Experience and skill are the things driving velocity, so focus on gaining as much repetition as possible when experimenting, and then you can move to bigger datasets. This article is a good explanation on the phenomenon.
Uncertainty
- Aleatoric nuncertainty: Label Noise (Labels have been flipped to other classes)
- Epistemic uncertainty: Model Noise (erroneous predicted probabilities)
Bayes Theorem
Links
- Endless demand for insight
- Topological Data Analysis Also a more comprehensive document on it here
- I found Eugene Yan´s insights and articles to be quite helpful and full of exciting thoughts.
- Articles on Applied ML
- When too much evidence is bad, an Interesting article argues that when the results are too good to be true, then it probably is. If there are some fantastic numbers and everything is correct, then something is off. We expect that data shows some inconsistencies.
- Statistical methods
- Data Science the Hard Parts is a good starting point to look at data science as a manager and stakeholder problem, rather than a technical and scientific issue.
Thoughts
- A machine learning (ML) model is a software artifact “compiled” from data.
- Selection bias: Training data is not representative of the real world. The distribution of training data does not match real-world deployment distribution. This happens for a lot of reasons. Examples are Time, over-filtering data, rare events, and convenience-based collections. (Only survey your friends or in a single location.)

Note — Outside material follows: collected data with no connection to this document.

//! Linear undo/redo history over full snapshots.

/// A linear stack of snapshots with a cursor pointing at the current one.
///
/// The first entry is the state the history was created with. Pushing while
/// the cursor is behind the newest entry discards the redo tail. Without a
/// limit every snapshot is kept, so any number of undos walks back to the
/// initial state.
#[derive(Debug, Clone)]
pub struct History<T> {
    entries: Vec<T>,
    cursor: usize,
    limit: Option<usize>,
}

impl<T: Clone> History<T> {
    /// Create an unbounded history holding `initial` as its only entry.
    pub fn new(initial: T) -> Self {
        Self {
            entries: vec![initial],
            cursor: 0,
            limit: None,
        }
    }

    /// Create a history keeping at most `limit` entries (at least 1). Once
    /// full, the oldest entry is dropped and can no longer be undone to.
    pub fn bounded(initial: T, limit: usize) -> Self {
        Self {
            limit: Some(limit.max(1)),
            ..Self::new(initial)
        }
    }

    /// Record `state` after the cursor, dropping redo entries and, when over
    /// the limit, the oldest entry.
    pub fn push(&mut self, state: T) {
        self.entries.truncate(self.cursor + 1);
        self.entries.push(state);
        if let Some(limit) = self.limit.filter(|limit| self.entries.len() > *limit) {
            let overflow = self.entries.len() - limit;
            self.entries.drain(..overflow);
        }
        self.cursor = self.entries.len() - 1;
    }

    /// Step back one entry and return it, or `None` at the earliest entry.
    pub fn undo(&mut self) -> Option<&T> {
        if self.cursor == 0 {
            return None;
        }
        self.cursor -= 1;
        self.entries.get(self.cursor)
    }

    /// Step forward one entry and return it, or `None` at the latest entry.
    pub fn redo(&mut self) -> Option<&T> {
        if self.cursor + 1 >= self.entries.len() {
            return None;
        }
        self.cursor += 1;
        self.entries.get(self.cursor)
    }

    pub fn current(&self) -> &T {
        &self.entries[self.cursor]
    }

    pub fn can_undo(&self) -> bool {
        self.cursor > 0
    }

    pub fn can_redo(&self) -> bool {
        self.cursor + 1 < self.entries.len()
    }

    /// Forget everything and start over from `state`.
    pub fn reset(&mut self, state: T) {
        self.entries.clear();
        self.entries.push(state);
        self.cursor = 0;
    }

    pub fn len(&self) -> usize {
        self.entries.len()
    }

    pub fn is_empty(&self) -> bool {
        self.entries.is_empty()
    }

    pub fn cursor(&self) -> usize {
        self.cursor
    }

    pub fn limit(&self) -> Option<usize> {
        self.limit
    }
}

#[cfg(test)]
mod tests {
    use super::*;

    #[test]
    fn test_undo_redo_walk() {
        let mut history = History::new(0);
        history.push(1);
        history.push(2);

        assert_eq!(history.undo(), Some(&1));
        assert_eq!(history.undo(), Some(&0));
        assert_eq!(history.undo(), None);
        assert_eq!(history.redo(), Some(&1));
        assert_eq!(history.redo(), Some(&2));
        assert_eq!(history.redo(), None);
        assert_eq!(*history.current(), 2);
    }

    #[test]
    fn test_push_truncates_redo() {
        let mut history = History::new("a");
        history.push("b");
        history.push("c");
        history.undo();
        history.undo();
        history.push("d");

        assert!(!history.can_redo());
        assert_eq!(history.len(), 2);
        assert_eq!(history.undo(), Some(&"a"));
    }

    #[test]
    fn test_limit_drops_oldest() {
        let mut history = History::bounded(0, 3);
        for i in 1..=5 {
            history.push(i);
        }
        assert_eq!(history.len(), 3);
        assert_eq!(*history.current(), 5);
        assert_eq!(history.undo(), Some(&4));
        assert_eq!(history.undo(), Some(&3));
        assert_eq!(history.undo(), None);
    }

    #[test]
    fn test_empty_history_boundaries() {
        let mut history = History::bounded((), 0);
        assert_eq!(history.limit(), Some(1));
        assert!(!history.can_undo());
        assert!(!history.can_redo());
        assert!(history.undo().is_none());
        assert!(history.redo().is_none());
    }

    #[test]
    fn test_unbounded_keeps_every_entry() {
        let mut history = History::new(0);
        for i in 1..=500 {
            history.push(i);
        }
        assert_eq!(history.limit(), None);
        let mut steps = 0;
        while history.undo().is_some() {
            steps += 1;
        }
        assert_eq!(steps, 500);
        assert_eq!(*history.current(), 0);
    }

    #[test]
    fn test_reset() {
        let mut history = History::new(1);
        history.push(2);
        history.reset(9);
        assert_eq!(history.len(), 1);
        assert_eq!(history.cursor(), 0);
        assert_eq!(*history.current(), 9);
    }
}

- A famous empiricist once said, “With great power comes great responsibility.” In Bayesian terms, the stronger we make our model–following the excellent precepts of Jeffreys and Jaynes–the more able we will be to find the model’s flaws and thus perform scientific learning.

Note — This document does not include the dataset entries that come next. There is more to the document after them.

impl Element {
    pub fn rect(x: f64, y: f64, width: f64, height: f64) -> Self {
        Element::Rect(RectElement::new(x, y, width, height))
    }

    pub fn circle(cx: f64, cy: f64, diameter: f64) -> Self {
        Element::Circle(CircleElement::new(cx, cy, diameter))
    }

    pub fn triangle(cx: f64, cy: f64, width: f64, height: f64) -> Self {
        Element::Triangle(PolygonElement::triangle(cx, cy, width, height))
    }

    pub fn star(cx: f64, cy: f64, width: f64, height: f64) -> Self {
        Element::Star(StarElement::new(cx, cy, width, height))
    }

    pub fn polygon(cx: f64, cy: f64, width: f64, height: f64, sides: u32) -> Self {
        Element::Polygon(PolygonElement::new(cx, cy, width, height, sides))
    }

    pub fn text(x: f64, y: f64, content: impl Into<String>) -> Self {
        Element::Text(TextElement::new(x, y, content))
    }

    /// Build a line from a flat `[x0, y0, x1, y1, ...]` list relative to `(x, y)`.
    pub fn line(x: f64, y: f64, points: Vec<f64>) -> crate::error::ElementResult<Self> {
        LineElement::new(x, y, points).map(Element::Line)
    }

    /// Build an arrow from a flat point list relative to `(x, y)`.
    pub fn arrow(x: f64, y: f64, points: Vec<f64>) -> crate::error::ElementResult<Self> {
        ArrowElement::new(x, y, points).map(Element::Arrow)
    }

    fn inner(&self) -> &dyn ElementTrait {
        match self {
            Element::Rect(e) => e,
            Element::Circle(e) => e,
            Element::Triangle(e) => e,
            Element::Star(e) => e,
            Element::Polygon(e) => e,
            Element::Text(e) => e,
            Element::Image(e) => e,
            Element::Line(e) => e,
            Element::Arrow(e) => e,
        }
    }

    fn inner_mut(&mut self) -> &mut dyn ElementTrait {
        match self {
            Element::Rect(e) => e,
            Element::Circle(e) => e,
            Element::Triangle(e) => e,
            Element::Star(e) => e,
            Element::Polygon(e) => e,
            Element::Text(e) => e,
            Element::Image(e) => e,
            Element::Line(e) => e,
            Element::Arrow(e) => e,
        }
    }

    pub fn kind(&self) -> ElementKind {
        match self {
            Element::Rect(_) => ElementKind::Rect,
            Element::Circle(_) => ElementKind::Circle,
            Element::Triangle(_) => ElementKind::Triangle,
            Element::Star(_) => ElementKind::Star,
            Element::Polygon(_) => ElementKind::Polygon,
            Element::Text(_) => ElementKind::Text,
            Element::Image(_) => ElementKind::Image,
            Element::Line(_) => ElementKind::Line,
            Element::Arrow(_) => ElementKind::Arrow,
        }
    }

    pub fn id(&self) -> ElementId {
        self.base().id
    }

    pub fn base(&self) -> &ElementBase {
        self.inner().base()
    }

    pub fn base_mut(&mut self) -> &mut ElementBase {
        self.inner_mut().base_mut()
    }

    pub fn name(&self) -> &str {
        &self.base().name
    }

    pub fn is_visible(&self) -> bool {
        self.base().visible
    }

    pub fn is_locked(&self) -> bool {
        self.base().locked
    }

    pub fn anchor(&self) -> Anchor {
        self.inner().anchor()
    }

    pub fn position(&self) -> Point {
        self.base().position()
    }

    /// Axis-aligned bounding box in world space. Rotation is not applied.
    pub fn bounds(&self) -> Rect {
        self.inner().local_bounds() + self.position().to_vec2()
    }

    /// Local-to-world transform: rotation about the element's origin, then
    /// translation to `x`/`y`.
    pub fn transform(&self) -> Affine {
        let base = self.base();
        Affine::translate((base.x, base.y)) * Affine::rotate(base.rotation.to_radians())
    }

    /// World-space outline.
    pub fn to_path(&self) -> BezPath {
        let mut path = self.inner().local_path();
        path.apply_affine(self.transform());
        path
    }

    /// Check if a world-space point hits this element.
    pub fn hit_test(&self, point: Point, tolerance: f64) -> bool {
        let local = self.transform().inverse() * point;
        self.inner().hit_test_local(local, tolerance)
    }

    /// Merge a partial change into this element.
    pub fn apply_patch(&mut self, patch: &ElementPatch) {
        let old = (self.base().width, self.base().height);
        patch.apply_base(self.base_mut());
        let new = (self.base().width, self.base().height);
        if old != new {
            self.inner_mut().rescale(scale_ratio(new.0, old.0), scale_ratio(new.1, old.1));
        }
        self.inner_mut().apply_patch(patch);
    }

    pub fn translate(&mut self, delta: Vec2) {
        let base = self.base_mut();
        base.x += delta.x;
        base.y += delta.y;
    }

    pub fn set_position(&mut self, point: Point) {
        let base = self.base_mut();
        base.x = point.x;
        base.y = point.y;
    }

    /// Resize and move so the bounding box becomes `rect` (clamped to the
    /// minimum size, keeping `rect`'s top-left corner).
    pub fn set_bounds(&mut self, rect: Rect) {
        let rect = rect.abs();
        let old = (self.base().width, self.base().height);
        let anchor = self.anchor();
        let base = self.base_mut();
        base.set_size(rect.width(), rect.height());
        let (width, height) = (base.width, base.height);
        match anchor {
            Anchor::TopLeft => {
                base.x = rect.x0;
                base.y = rect.y0;
            }
            Anchor::Center => {
                base.x = rect.x0 + width / 2.0;
                base.y = rect.y0 + height / 2.0;
            }
        }
        if old != (width, height) {
            self.inner_mut().rescale(scale_ratio(width, old.0), scale_ratio(height, old.1));
        }
    }

    /// Restore the size, opacity and point-list invariants on an element that
    /// did not come through a constructor, such as a deserialized payload.
    pub fn sanitize(&mut self) -> crate::error::ElementResult<()> {
        match self {
            Element::Line(e) => line::validate_points(&e.points)?,
            Element::Arrow(e) => line::validate_points(&e.points)?,
            _ => {}
        }
        let base = self.base_mut();
        base.set_size(base.width, base.height);
        base.set_opacity(if base.opacity.is_nan() { 1.0 } else { base.opacity });
        Ok(())
    }

    /// Replace the id with a fresh one (for paste and duplicate).
    pub fn regenerate_id(&mut self) {
        self.base_mut().id = Uuid::new_v4();
    }

    /// Fill and stroke of closed shapes.
    pub fn shape_style(&self) -> Option<&ShapeStyle> {
        match self {
            Element::Rect(e) => Some(&e.style),
            Element::Circle(e) => Some(&e.style),
            Element::Triangle(e) | Element::Polygon(e) => Some(&e.style),
            Element::Star(e) => Some(&e.style),
            _ => None,
        }
    }

    /// Flat fill color, if this element type has one.
    pub fn fill(&self) -> Option<Color> {
        match self {
            Element::Text(t) => Some(t.fill),
            _ => self.shape_style().map(|s| s.fill),
        }
    }

    /// Enabled gradient overriding the flat fill, if any.
    pub fn gradient(&self) -> Option<&Gradient> {
        self.shape_style().and_then(|s| s.active_gradient())
    }
}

- Conformal predictions is a machine learning framework that provides a way to quantify the uncertainty of predictions made by a model. It allows you to assign confidence measures to individual predictions, indicating how likely the predictions are to be correct.
- See if you can overfit. If you can overfit, you can predict.
- A data scientist´s main enemy is not adversarial stakeholders or bad data in itself. It is the fast and chaotic nature of business and the demand for quick and dirty insights that a rigorous analytical framework is not suited for.